Equity, Inclusion, and Beyond: Today’s Urban Chief Diversity Officer
DOI:
https://doi.org/10.18060/22173Keywords:
Graduation-Rate Disparities, Inclusive Campus Culture, Inequity In Access, College Completion, Underserved Students, Pluralism In The Classroom, Stop- Or Drop-Out Rate, Campus GestaltAbstract
This paper, based primarily on the author’s perspective as president of SUNY Empire State College, will explore the need for and means of leveraging the chief diversity officer’s role in creating an equitable and inclusive environment within the distributed world that is Empire State College’s “campus” and, specifically, within SUNY Empire’s urban environments. Empire State College fills a unique role in today’s higher-education landscape. It was founded in 1971 by Ernest Boyer, then the chancellor of the State University of New York, to make education accessible outside the confines of traditional curricular and delivery structures, and to better meet the needs of New Yorkers with locations, academic programming, and student services responsive to diverse communities and learners. Today, Empire State College continues to embrace and fulfill that mission, with individualized education as its cornerstone and nearly 18,000 undergraduate and graduate students in 34 academic centers around the state of New York, in several countries overseas and online around the world.

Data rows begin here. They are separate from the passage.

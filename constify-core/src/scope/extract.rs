//! Usage extraction from an expression subtree.
//!
//! Both scope traversals funnel through this extractor: given the
//! expression a rule fired on, find which declaration the usage lands on
//! and through which type it was observed.
//!
//! The working type is an explicit fill-once accumulator: the first source
//! encountered top-down wins (explicit seed, then a cast's target type, an
//! address-of/dereference result type, finally the reference's own type).
//! The bound declaration is overwritten as the walk descends, so the
//! deepest variable-like declaration is reported.

use crate::ast::{AstContext, DeclId, Expr, ExprKind, QualType, SourceRange};

/// One extracted usage: the declaration it targets, the type it was
/// observed through, and the range of the whole expression handed in.
#[derive(Debug, Clone)]
pub struct Usage {
    pub decl: DeclId,
    pub ty: QualType,
    pub range: SourceRange,
}

/// Walk `expr` and report the deepest variable-like declaration it
/// mentions, or `None` when the subtree binds no variable or data member.
pub fn extract_usage(ctx: &AstContext, expr: &Expr, seed: Option<QualType>) -> Option<Usage> {
    let mut extractor = UsageExtractor {
        ctx,
        decl: None,
        ty: seed,
    };
    extractor.walk(expr);
    extractor.decl.map(|decl| Usage {
        decl,
        ty: extractor.ty.unwrap_or_else(|| expr.ty.clone()),
        range: expr.range.clone(),
    })
}

struct UsageExtractor<'a, 'tu> {
    ctx: &'a AstContext<'tu>,
    decl: Option<DeclId>,
    ty: Option<QualType>,
}

impl UsageExtractor<'_, '_> {
    fn set_type(&mut self, ty: &QualType) {
        if self.ty.is_none() {
            self.ty = Some(ty.clone());
        }
    }

    fn bind(&mut self, id: DeclId) {
        // Function and record targets are silently ignored.
        if self.ctx.is_variable_like(id) {
            self.decl = Some(id);
        }
    }

    fn walk(&mut self, e: &Expr) {
        match &e.kind {
            ExprKind::DeclRef(id) => {
                self.bind(*id);
                self.set_type(&e.ty);
            }
            ExprKind::Member { base, member } => {
                self.bind(*member);
                self.set_type(&e.ty);
                self.walk(base);
            }
            ExprKind::Cast(operand) => {
                self.set_type(&e.ty);
                self.walk(operand);
            }
            ExprKind::Unary { op, operand } if op.is_addr_of_or_deref() => {
                self.set_type(&e.ty);
                self.walk(operand);
            }
            _ => {
                for c in e.children() {
                    self.walk(c);
                }
            }
        }
    }
}

#[cfg(test)]
mod tests {
    use super::*;
    use crate::ast::build::{
        assign, decl_ref, int_ty, lit, member, this_member, unary, AstBuilder,
    };
    use crate::ast::{Stmt, UnOp};

    #[test]
    fn test_plain_decl_ref() {
        let mut b = AstBuilder::new("main.cpp");
        let v = b.var("j", int_ty());
        let body = Stmt::Compound(vec![Stmt::Expr(decl_ref(&v))]);
        let f = b.function("f", Vec::new(), Some(body));
        b.add_function(f);
        let tu = b.finish();
        let ctx = AstContext::new(&tu);

        let u = extract_usage(&ctx, &decl_ref(&v), None).unwrap();
        assert_eq!(u.decl, v.id);
        assert_eq!(u.ty, int_ty());
    }

    #[test]
    fn test_seed_wins_over_expression_type() {
        let mut b = AstBuilder::new("main.cpp");
        let v = b.var("j", int_ty());
        let body = Stmt::Compound(vec![Stmt::Expr(decl_ref(&v))]);
        let f = b.function("f", Vec::new(), Some(body));
        b.add_function(f);
        let tu = b.finish();
        let ctx = AstContext::new(&tu);

        let seed = QualType::named("long");
        let u = extract_usage(&ctx, &decl_ref(&v), Some(seed.clone())).unwrap();
        assert_eq!(u.ty, seed);
    }

    #[test]
    fn test_member_base_is_deepest() {
        // `s.m` binds s, not the field: the base reference is deeper.
        let mut b = AstBuilder::new("main.cpp");
        let m = b.field("m", int_ty());
        let rid = b.id();
        let record = b.record(rid, "P", vec![m.clone()], Vec::new());
        let s = b.var("s", QualType::named("P"));
        let access = member(decl_ref(&s), &m);
        let body = Stmt::Compound(vec![Stmt::Decl(s.clone()), Stmt::Expr(access.clone())]);
        let f = b.function("h", Vec::new(), Some(body));
        b.add_record(record);
        b.add_function(f);
        let tu = b.finish();
        let ctx = AstContext::new(&tu);

        let u = extract_usage(&ctx, &access, None).unwrap();
        assert_eq!(u.decl, s.id);
        // The member access supplied the first type.
        assert_eq!(u.ty, int_ty());
    }

    #[test]
    fn test_implicit_member_binds_field() {
        let mut b = AstBuilder::new("main.cpp");
        let m = b.field("m", int_ty());
        let rid = b.id();
        let record = b.record(rid, "C", vec![m.clone()], Vec::new());
        b.add_record(record);
        let tu = b.finish();
        let ctx = AstContext::new(&tu);

        let record = match &tu.decls[0] {
            crate::ast::TopLevelDecl::Record(r) => r,
            _ => unreachable!(),
        };
        let access = this_member(record, &m);
        let u = extract_usage(&ctx, &access, None).unwrap();
        assert_eq!(u.decl, m.id);
    }

    #[test]
    fn test_no_binding_yields_none() {
        let mut b = AstBuilder::new("main.cpp");
        let tu = {
            let f = b.function("f", Vec::new(), None);
            b.add_function(f);
            b.finish()
        };
        let ctx = AstContext::new(&tu);
        assert!(extract_usage(&ctx, &lit(3), None).is_none());
    }

    #[test]
    fn test_deref_sets_type_first() {
        let mut b = AstBuilder::new("main.cpp");
        let p = b.var("p", QualType::pointer(int_ty()));
        let body = Stmt::Compound(vec![Stmt::Decl(p.clone())]);
        let f = b.function("f", Vec::new(), Some(body));
        b.add_function(f);
        let tu = b.finish();
        let ctx = AstContext::new(&tu);

        let deref = unary(UnOp::Deref, decl_ref(&p), int_ty());
        let u = extract_usage(&ctx, &deref, None).unwrap();
        assert_eq!(u.decl, p.id);
        // Deref result type, not the pointer type of the reference.
        assert_eq!(u.ty, int_ty());
    }

    #[test]
    fn test_assignment_subtree_reports_deepest() {
        let mut b = AstBuilder::new("main.cpp");
        let j = b.var("j", int_ty());
        let body = Stmt::Compound(vec![Stmt::Decl(j.clone())]);
        let f = b.function("f", Vec::new(), Some(body));
        b.add_function(f);
        let tu = b.finish();
        let ctx = AstContext::new(&tu);

        let e = assign(decl_ref(&j), lit(1));
        let u = extract_usage(&ctx, &e, None).unwrap();
        assert_eq!(u.decl, j.id);
    }
}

The vast majority of its undergraduate students have attended at least one previous institution, are employed, and are likely to have family and dependent-care obligations. The college is purposefully nonresidential, designed to be where our students live and work. Students can choose structured or individualized academic programs, depending on discipline, and have the options of classroom-based, online, or independent study, as well as weekend residencies, or a hybrid of education delivery via these modes.